0

I'm trying to build a regexp for email validation on both parts; local-part and Domain-part, respectively:

Local-Part: ^[A-Z0-9][A-Z0-9._%+-]{0,63} - The maximum total length of the local-part of an email address is 64 octets.

Domain-Part: (([A-Z0-9]{1,63})[A-Z0-9]+(-[A-Z0-9]+)*\.){1,8}[A-Z]{2,63}$

Regexp : ^[A-Z0-9][A-Z0-9._%+-]{0,63}@(([A-Z0-9]{1,63})[A-Z0-9]+(-[A-Z0-9]+)*\.){1,8}[A-Z]{2,63}$

I'm satisfied with Domain Part. But I need to ensure some rules on Local-part that I'm not being able to achieve, regarding Dots '.'.

Dot's Rule : provided that it is not the first or last character unless quoted, and provided also that it does not appear consecutively unless quoted (e.g. John..Doe@example.com is not allowed but "John..Doe"@example.com is allowed).

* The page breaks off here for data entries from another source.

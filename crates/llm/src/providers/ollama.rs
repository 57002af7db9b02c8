//! Ollama LLM provider implementation.
//!
//! This module provides integration with Ollama, a local LLM runtime.
//! Ollama API: https://github.com/ollama/ollama/blob/main/docs/api.md

use crate::client::{ChatMessage, LlmClient, LlmRequest, LlmResponse, LlmUsage};
use serde::{Deserialize, Serialize};
use std::time::Duration;
use wikivoice_core::{AppError, AppResult};

const DEFAULT_BASE_URL: &str = "http://localhost:11434";

/// Ollama chat API request format.
#[derive(Debug, Serialize)]
struct OllamaChatRequest<'a> {
    model: &'a str,
    messages: &'a [ChatMessage],
    stream: bool,
    #[serde(skip_serializing_if = "Option::is_none")]
    options: Option<OllamaOptions>,
}

#[derive(Debug, Serialize)]
struct OllamaOptions {
    #[serde(skip_serializing_if = "Option::is_none")]
    temperature: Option<f32>,
    #[serde(skip_serializing_if = "Option::is_none")]
    num_predict: Option<u32>,
}

/// Ollama chat API response format.
#[derive(Debug, Deserialize)]
struct OllamaChatResponse {
    model: String,
    message: Option<OllamaMessage>,
    #[serde(default)]
    prompt_eval_count: Option<u32>,
    #[serde(default)]
    eval_count: Option<u32>,
}

#[derive(Debug, Deserialize)]
struct OllamaMessage {
    #[serde(default)]
    content: String,
}

/// Ollama LLM client.
pub struct OllamaClient {
    /// Base URL for Ollama API
    base_url: String,

    /// HTTP client
    client: reqwest::Client,
}

impl OllamaClient {
    /// Create a new Ollama client with default settings.
    ///
    /// Default URL: http://localhost:11434
    pub fn new() -> Self {
        Self::with_base_url(DEFAULT_BASE_URL, Duration::from_secs(30))
    }

    /// Create a new Ollama client with a custom base URL and request timeout.
    pub fn with_base_url(base_url: impl Into<String>, timeout: Duration) -> Self {
        Self {
            base_url: base_url.into().trim_end_matches('/').to_string(),
            client: super::http_client(timeout),
        }
    }

    /// Convert LlmRequest to Ollama format.
    fn to_ollama_request<'a>(&self, request: &'a LlmRequest) -> OllamaChatRequest<'a> {
        let options = (request.temperature.is_some() || request.max_tokens.is_some()).then(|| {
            OllamaOptions {
                temperature: request.temperature,
                num_predict: request.max_tokens,
            }
        });

        OllamaChatRequest {
            model: &request.model,
            messages: &request.messages,
            stream: false,
            options,
        }
    }

    /// Convert Ollama response to LlmResponse.
    fn convert_response(&self, response: OllamaChatResponse) -> AppResult<LlmResponse> {
        let message = response
            .message
            .ok_or_else(|| AppError::Llm("Ollama response has no message".to_string()))?;

        Ok(LlmResponse {
            content: message.content,
            model: response.model,
            usage: LlmUsage::new(
                response.prompt_eval_count.unwrap_or(0),
                response.eval_count.unwrap_or(0),
            ),
        })
    }
}

impl Default for OllamaClient {
    fn default() -> Self {
        Self::new()
    }
}

#[async_trait::async_trait]
impl LlmClient for OllamaClient {
    fn provider_name(&self) -> &str {
        "ollama"
    }

    async fn complete(&self, request: &LlmRequest) -> AppResult<LlmResponse> {
        tracing::debug!(
            model = %request.model,
            messages = request.messages.len(),
            "Sending chat request to Ollama"
        );

        let url = format!("{}/api/chat", self.base_url);

        let response = self
            .client
            .post(&url)
            .json(&self.to_ollama_request(request))
            .send()
            .await
            .map_err(|e| super::transport_error("Ollama", e))?;

        if !response.status().is_success() {
            let status = response.status();
            let error_text = response
                .text()
                .await
                .unwrap_or_else(|_| "Unknown error".to_string());
            return Err(AppError::Llm(format!(
                "Ollama API error ({}): {}",
                status, error_text
            )));
        }

        let ollama_response: OllamaChatResponse = response
            .json()
            .await
            .map_err(|e| AppError::Llm(format!("Failed to parse Ollama response: {}", e)))?;

        tracing::debug!("Received completion from Ollama");

        self.convert_response(ollama_response)
    }
}
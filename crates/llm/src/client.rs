//! LLM client abstraction and request/response types.
//!
//! This module defines the core abstractions for interacting with LLM providers.

use serde::{Deserialize, Serialize};
use wikivoice_core::AppResult;

/// Author of a chat message.
#[derive(Debug, Clone, Copy, PartialEq, Eq, Serialize, Deserialize)]
#[serde(rename_all = "lowercase")]
pub enum ChatRole {
    System,
    User,
    Assistant,
}

/// A single role-tagged message.
#[derive(Debug, Clone, PartialEq, Serialize, Deserialize)]
pub struct ChatMessage {
    pub role: ChatRole,
    pub content: String,
}

impl ChatMessage {
    pub fn new(role: ChatRole, content: impl Into<String>) -> Self {
        Self {
            role,
            content: content.into(),
        }
    }

    pub fn system(content: impl Into<String>) -> Self {
        Self::new(ChatRole::System, content)
    }

    pub fn user(content: impl Into<String>) -> Self {
        Self::new(ChatRole::User, content)
    }

    pub fn assistant(content: impl Into<String>) -> Self {
        Self::new(ChatRole::Assistant, content)
    }
}

/// LLM chat completion request.
#[derive(Debug, Clone, Serialize, Deserialize)]
pub struct LlmRequest {
    /// Model identifier (e.g., "gpt-4o-mini", "llama3.2")
    pub model: String,

    /// Ordered conversation sent to the model
    pub messages: Vec<ChatMessage>,

    /// Maximum tokens to generate
    #[serde(skip_serializing_if = "Option::is_none")]
    pub max_tokens: Option<u32>,

    /// Temperature for sampling (0.0 - 2.0)
    #[serde(skip_serializing_if = "Option::is_none")]
    pub temperature: Option<f32>,
}

impl LlmRequest {
    /// Create a new LLM request with required fields.
    pub fn new(model: impl Into<String>, messages: Vec<ChatMessage>) -> Self {
        Self {
            model: model.into(),
            messages,
            max_tokens: None,
            temperature: None,
        }
    }

    /// Set the maximum tokens to generate.
    pub fn with_max_tokens(mut self, max_tokens: u32) -> Self {
        self.max_tokens = Some(max_tokens);
        self
    }

    /// Set the temperature for sampling.
    pub fn with_temperature(mut self, temperature: f32) -> Self {
        self.temperature = Some(temperature);
        self
    }

    /// The system instruction, if the first message carries one.
    pub fn system(&self) -> Option<&str> {
        self.messages
            .first()
            .filter(|m| m.role == ChatRole::System)
            .map(|m| m.content.as_str())
    }
}

/// LLM completion response.
#[derive(Debug, Clone, Serialize, Deserialize)]
pub struct LlmResponse {
    /// The generated text
    pub content: String,

    /// Model that generated the response
    pub model: String,

    /// Usage statistics
    pub usage: LlmUsage,
}

/// Token usage statistics.
#[derive(Debug, Clone, Serialize, Deserialize, Default)]
pub struct LlmUsage {
    /// Tokens in the prompt
    #[serde(default)]
    pub prompt_tokens: u32,

    /// Tokens in the completion
    #[serde(default)]
    pub completion_tokens: u32,

    /// Total tokens used
    #[serde(default)]
    pub total_tokens: u32,
}

impl LlmUsage {
    /// Create usage stats from prompt and completion token counts.
    pub fn new(prompt_tokens: u32, completion_tokens: u32) -> Self {
        Self {
            prompt_tokens,
            completion_tokens,
            total_tokens: prompt_tokens + completion_tokens,
        }
    }
}

/// Trait for LLM providers.
///
/// This trait abstracts the underlying provider (OpenAI, Ollama, test fakes)
/// behind a single chat completion call.
#[async_trait::async_trait]
pub trait LlmClient: Send + Sync {
    /// Get the provider name (e.g., "ollama", "openai").
    fn provider_name(&self) -> &str;

    /// Perform a non-streaming chat completion.
    ///
    /// Transport failures map to `AppError::Llm`, timeouts to
    /// `AppError::RemoteTimeout`.
    async fn complete(&self, request: &LlmRequest) -> AppResult<LlmResponse>;
}
//! Built-in prompts and per-deployment overrides.
//!
//! Every prompt the pipeline renders has a built-in definition here. A
//! prompts directory may replace any of them by id; the empty-context
//! answer prompt must keep its decline directive.

use crate::loader::load_prompt;
use crate::types::PromptDefinition;
use std::collections::HashMap;
use std::path::Path;
use wikivoice_core::{AppError, AppResult};

/// Reduces an utterance to a searchable topic.
pub const TOPIC_EXTRACT: &str = "topic.extract";

/// System instruction used when at least one article grounds the answer.
pub const ANSWER_GROUNDED: &str = "answer.grounded";

/// System instruction used when retrieval found nothing.
pub const ANSWER_EMPTY: &str = "answer.empty";

/// Sentence the model must reply with when it has no grounding.
pub const DECLINE_DIRECTIVE: &str = "I couldn't find relevant Wikipedia articles for your question. \
Please try rephrasing or ask about a different topic.";

const TOPIC_EXTRACT_TEMPLATE: &str = r#"Extract the key topic or entity that the user wants to learn about from their latest message.

Rules:
1. Return ONLY the main topic/entity name, nothing else
2. Remove conversational words like "do you know", "tell me about", "what is", etc.
3. Keep proper nouns and brand names exactly as written
4. If the message is already just a topic name, return it as-is
5. For follow-up questions ("what about its history?"), use the earlier messages to identify the subject being discussed

Examples:
- "do you know anything about Rolex" -> "Rolex"
- "can you tell me about the Eiffel Tower?" -> "Eiffel Tower"
- "what is quantum computing" -> "quantum computing"
- "I'm curious about Albert Einstein's life" -> "Albert Einstein"
- "Rolex" -> "Rolex"
- "how does photosynthesis work" -> "photosynthesis""#;

const ANSWER_GROUNDED_TEMPLATE: &str = r#"You are {{assistant}}, a helpful assistant that answers questions using ONLY the Wikipedia excerpts below as your knowledge source.

RULES:
1. Use ONLY information from the WIKIPEDIA CONTEXT section
2. NEVER use outside or internal knowledge; if the excerpts do not cover the question, say so
3. Cite the article each fact comes from by its title
4. Keep responses concise but informative, two or three short paragraphs at most
5. Be conversational and friendly; the user may be listening to your answer

WIKIPEDIA CONTEXT:
{{#each articles}}
## {{this.title}}
{{this.extract}}

{{/each}}"#;

const ANSWER_EMPTY_TEMPLATE: &str = r#"You are {{assistant}}, a helpful assistant that answers questions using ONLY Wikipedia as its knowledge source.

WIKIPEDIA CONTEXT:
(EMPTY - No Wikipedia articles were found for this question.)

You MUST NOT answer from your own knowledge. Decline politely and reply with:
"{{decline}}""#;

/// The set of prompts a pipeline renders.
#[derive(Debug, Clone)]
pub struct PromptLibrary {
    prompts: HashMap<String, PromptDefinition>,
}

impl PromptLibrary {
    /// Library containing only the built-in prompts.
    pub fn builtin() -> Self {
        let mut topic =
            PromptDefinition::new(TOPIC_EXTRACT, "Topic extraction", TOPIC_EXTRACT_TEMPLATE);
        topic.description =
            "Reduce a conversational message to an encyclopedia search topic".to_string();

        let mut grounded =
            PromptDefinition::new(ANSWER_GROUNDED, "Grounded answer", ANSWER_GROUNDED_TEMPLATE);
        grounded.description = "Answer strictly from the supplied article extracts".to_string();

        let mut empty =
            PromptDefinition::new(ANSWER_EMPTY, "Empty-context answer", ANSWER_EMPTY_TEMPLATE);
        empty.description = "Decline when no article was found".to_string();

        let prompts = [topic, grounded, empty]
            .into_iter()
            .map(|def| (def.id.clone(), def))
            .collect();

        Self { prompts }
    }

    /// Built-in prompts, with any `<id>.yml` found in `prompts_dir` taking precedence.
    pub fn load(prompts_dir: Option<&Path>) -> AppResult<Self> {
        let mut library = Self::builtin();

        let Some(dir) = prompts_dir else {
            return Ok(library);
        };

        for id in [TOPIC_EXTRACT, ANSWER_GROUNDED, ANSWER_EMPTY] {
            if dir.join(format!("{}.yml", id)).exists() {
                let definition = load_prompt(dir, id)?;
                library.insert(definition)?;
            }
        }

        Ok(library)
    }

    /// Replace a prompt definition.
    pub fn insert(&mut self, definition: PromptDefinition) -> AppResult<()> {
        let keeps_directive = definition.template.contains(DECLINE_DIRECTIVE)
            || definition.template.contains("{{decline}}");
        if definition.id == ANSWER_EMPTY && !keeps_directive {
            return Err(AppError::Prompt(format!(
                "Prompt '{}' must keep the decline directive",
                ANSWER_EMPTY
            )));
        }

        tracing::debug!("Registered prompt override: {}", definition.id);
        self.prompts.insert(definition.id.clone(), definition);
        Ok(())
    }

    /// Look up a prompt by id.
    pub fn get(&self, id: &str) -> AppResult<&PromptDefinition> {
        self.prompts
            .get(id)
            .ok_or_else(|| AppError::Prompt(format!("Unknown prompt: {}", id)))
    }
}

impl Default for PromptLibrary {
    fn default() -> Self {
        Self::builtin()
    }
}
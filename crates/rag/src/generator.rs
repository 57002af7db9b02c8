//! Answer generation.
//!
//! The only stage whose failure ends the request: there is no fallback
//! text generator, so every failure becomes
//! `AppError::GenerationUnavailable`.

use crate::context::ContextBundle;
use crate::types::AnswerResult;
use std::sync::Arc;
use std::time::Duration;
use wikivoice_core::{AppError, AppResult};
use wikivoice_llm::{LlmClient, LlmRequest};

/// Sampling settings for the answer call.
#[derive(Debug, Clone)]
pub struct GenerationSettings {
    pub model: String,
    pub temperature: f32,
    pub max_tokens: u32,
    pub timeout: Duration,
}

pub struct AnswerGenerator {
    client: Arc<dyn LlmClient>,
    settings: GenerationSettings,
}

impl AnswerGenerator {
    pub fn new(client: Arc<dyn LlmClient>, settings: GenerationSettings) -> Self {
        Self { client, settings }
    }

    /// Generate the answer for an assembled bundle.
    ///
    /// Sources are taken from the bundle's articles, never from the text.
    pub async fn generate(&self, bundle: &ContextBundle) -> AppResult<AnswerResult> {
        let request = LlmRequest::new(&self.settings.model, bundle.to_messages())
            .with_temperature(self.settings.temperature)
            .with_max_tokens(self.settings.max_tokens);

        tracing::debug!(
            provider = self.client.provider_name(),
            model = %self.settings.model,
            variant = %bundle.variant,
            messages = request.messages.len(),
            "Requesting answer"
        );

        let response = tokio::time::timeout(self.settings.timeout, self.client.complete(&request))
            .await
            .map_err(|_| {
                AppError::GenerationUnavailable(format!(
                    "answer generation timed out after {:?}",
                    self.settings.timeout
                ))
            })?
            .map_err(|e| AppError::GenerationUnavailable(e.to_string()))?;

        let text = response.content.trim();
        if text.is_empty() {
            return Err(AppError::GenerationUnavailable(
                "model returned an empty answer".to_string(),
            ));
        }

        tracing::debug!(
            completion_tokens = response.usage.completion_tokens,
            "Answer generated"
        );

        Ok(AnswerResult::from_bundle(text, bundle))
    }
}

#[cfg(test)]
mod tests {
    use super::*;
    use crate::context::ContextAssembler;
    use crate::tests::fakes::{FakeLlm, Reply};
    use crate::types::Article;
    use wikivoice_prompt::PromptLibrary;

    fn settings() -> GenerationSettings {
        GenerationSettings {
            model: "answer-model".to_string(),
            temperature: 0.7,
            max_tokens: 500,
            timeout: Duration::from_millis(200),
        }
    }

    fn article(title: &str, url: &str) -> Article {
        Article {
            title: title.to_string(),
            url: url.to_string(),
            extract: format!("{} extract.", title),
            word_count: 800,
        }
    }

    fn bundle(articles: Vec<Article>) -> ContextBundle {
        ContextAssembler::new(Arc::new(PromptLibrary::builtin()), 5, 3).assemble(
            "question",
            articles,
            &[],
        )
    }

    #[tokio::test]
    async fn test_sources_come_from_bundle() {
        let llm = FakeLlm::new().on_model(
            "answer-model",
            Reply::Text("See https://evil.example/made-up for more. Rolex is Swiss.".into()),
        );
        let generator = AnswerGenerator::new(Arc::new(llm), settings());
        let bundle = bundle(vec![
            article("Rolex", "https://en.wikipedia.org/wiki/Rolex"),
            article("Rolex (brand)", "https://en.wikipedia.org/wiki/Rolex"),
        ]);

        let result = generator.generate(&bundle).await.unwrap();

        assert_eq!(result.sources.len(), 1);
        assert_eq!(result.sources[0].title, "Rolex");
        for source in &result.sources {
            assert!(bundle.articles.iter().any(|a| a.url == source.url));
        }
    }

    #[tokio::test]
    async fn test_failures_are_generation_unavailable() {
        for reply in [Reply::Fail, Reply::Hang, Reply::Text("   ".into())] {
            let llm = FakeLlm::new().on_model("answer-model", reply);
            let generator = AnswerGenerator::new(Arc::new(llm), settings());

            let err = generator.generate(&bundle(vec![])).await.unwrap_err();
            assert_eq!(err.code(), "generation_unavailable");
        }
    }

    #[tokio::test]
    async fn test_request_carries_sampling_settings() {
        let llm = FakeLlm::new().on_model("answer-model", Reply::Text("Answer.".into()));
        let generator = AnswerGenerator::new(Arc::new(llm.clone()), settings());

        generator.generate(&bundle(vec![])).await.unwrap();

        let request = llm.requests_for("answer-model").pop().unwrap();
        assert_eq!(request.temperature, Some(0.7));
        assert_eq!(request.max_tokens, Some(500));
    }
}
//! MediaWiki action API adapter.
//!
//! API: https://www.mediawiki.org/wiki/API:Search and
//! https://www.mediawiki.org/wiki/Extension:TextExtracts

use super::{EncyclopediaApi, SearchHit};
use serde::Deserialize;
use wikivoice_core::config::WikipediaConfig;
use wikivoice_core::{AppError, AppResult};

#[derive(Debug, Deserialize)]
struct SearchResponse {
    #[serde(default)]
    query: Option<SearchQuery>,
}

#[derive(Debug, Deserialize)]
struct SearchQuery {
    #[serde(default)]
    search: Vec<SearchEntry>,
}

#[derive(Debug, Deserialize)]
struct SearchEntry {
    title: String,
    #[serde(default)]
    wordcount: u64,
}

#[derive(Debug, Deserialize)]
struct ExtractResponse {
    #[serde(default)]
    query: Option<ExtractQuery>,
}

#[derive(Debug, Deserialize)]
struct ExtractQuery {
    #[serde(default)]
    pages: Vec<ExtractPage>,
}

#[derive(Debug, Deserialize)]
struct ExtractPage {
    #[serde(default)]
    missing: bool,
    #[serde(default)]
    extract: Option<String>,
}

/// Wikipedia over HTTP.
pub struct WikipediaApi {
    endpoint: String,
    article_base_url: String,
    client: reqwest::Client,
}

impl WikipediaApi {
    pub fn new(config: &WikipediaConfig) -> AppResult<Self> {
        let client = reqwest::Client::builder()
            .user_agent(config.user_agent.as_str())
            .timeout(config.timeout())
            .build()
            .map_err(|e| AppError::Config(format!("Failed to build HTTP client: {}", e)))?;

        Ok(Self {
            endpoint: config.endpoint.clone(),
            article_base_url: config.article_base_url.clone(),
            client,
        })
    }

    async fn get<T: serde::de::DeserializeOwned>(&self, params: &[(&str, String)]) -> AppResult<T> {
        let response = self
            .client
            .get(&self.endpoint)
            .query(params)
            .send()
            .await
            .map_err(|e| {
                if e.is_timeout() {
                    AppError::RemoteTimeout(format!("Wikipedia request timed out: {}", e))
                } else {
                    AppError::Encyclopedia(format!("Wikipedia request failed: {}", e))
                }
            })?;

        let status = response.status();
        if !status.is_success() {
            return Err(AppError::Encyclopedia(format!(
                "Wikipedia API error ({})",
                status
            )));
        }

        response
            .json()
            .await
            .map_err(|e| AppError::Encyclopedia(format!("Malformed Wikipedia response: {}", e)))
    }
}

#[async_trait::async_trait]
impl EncyclopediaApi for WikipediaApi {
    async fn search(&self, query: &str, limit: usize) -> AppResult<Vec<SearchHit>> {
        let params = [
            ("action", "query".to_string()),
            ("list", "search".to_string()),
            ("srsearch", query.to_string()),
            ("srlimit", limit.to_string()),
            ("srprop", "wordcount".to_string()),
            ("format", "json".to_string()),
        ];

        let response: SearchResponse = self.get(&params).await?;

        let hits = response
            .query
            .map(|q| q.search)
            .unwrap_or_default()
            .into_iter()
            .map(|entry| SearchHit {
                title: entry.title,
                word_count: entry.wordcount,
            })
            .collect::<Vec<_>>();

        for hit in &hits {
            tracing::debug!(title = %hit.title, words = hit.word_count, "Wikipedia search result");
        }

        Ok(hits)
    }

    async fn fetch_extract(&self, title: &str, sentences: u32) -> AppResult<Option<String>> {
        let params = [
            ("action", "query".to_string()),
            ("prop", "extracts".to_string()),
            ("titles", title.to_string()),
            ("exsentences", sentences.to_string()),
            ("explaintext", "1".to_string()),
            ("redirects", "1".to_string()),
            ("format", "json".to_string()),
            ("formatversion", "2".to_string()),
        ];

        let response: ExtractResponse = self.get(&params).await?;

        Ok(response
            .query
            .map(|q| q.pages)
            .unwrap_or_default()
            .into_iter()
            .filter(|page| !page.missing)
            .find_map(|page| page.extract))
    }

    fn article_url(&self, title: &str) -> String {
        format!("{}{}", self.article_base_url, title.replace(' ', "_"))
    }
}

On my regexp I already guarantee that Dot is not first char. I need to check for consecutive Dots (e.g. '..' not allowed but ".." is allowed, and that '.@' must not happen too).

Any help please?

  • `([A-Z0-9]{1,63})[A-Z0-9]+` matches an infinite length string – Toto Jan 23 '20 at 13:02
  • Please, have a look at these sites: [TLD list](https://www.iana.org/domains/root/db); [valid/invalid addresses](https://en.wikipedia.org/wiki/Email_address#Examples); [regex for RFC822 email address](http://www.ex-parrot.com/~pdw/Mail-RFC822-Address.html) – Toto Jan 23 '20 at 13:03
  • Thank you Toto. I'll check your sugestion –  Jan 23 '20 at 14:28

2 Answers2

0

Add a second check that the email does not match any number of unquoted, non-at characters and then two consecutive dots.

SELECT *
FROM   your_table
WHERE  REGEXP_LIKE(
         email,
         -- your regular expression
         '^[A-Z0-9][A-Z0-9._%+-]{0,63}@(([A-Z0-9]{1,63})[A-Z0-9]+(-[A-Z0-9]+)*\.){1,8}[A-Z]{2,63}$'
       )
AND    NOT REGEXP_LIKE( email, '^[^"@]+\.\.' )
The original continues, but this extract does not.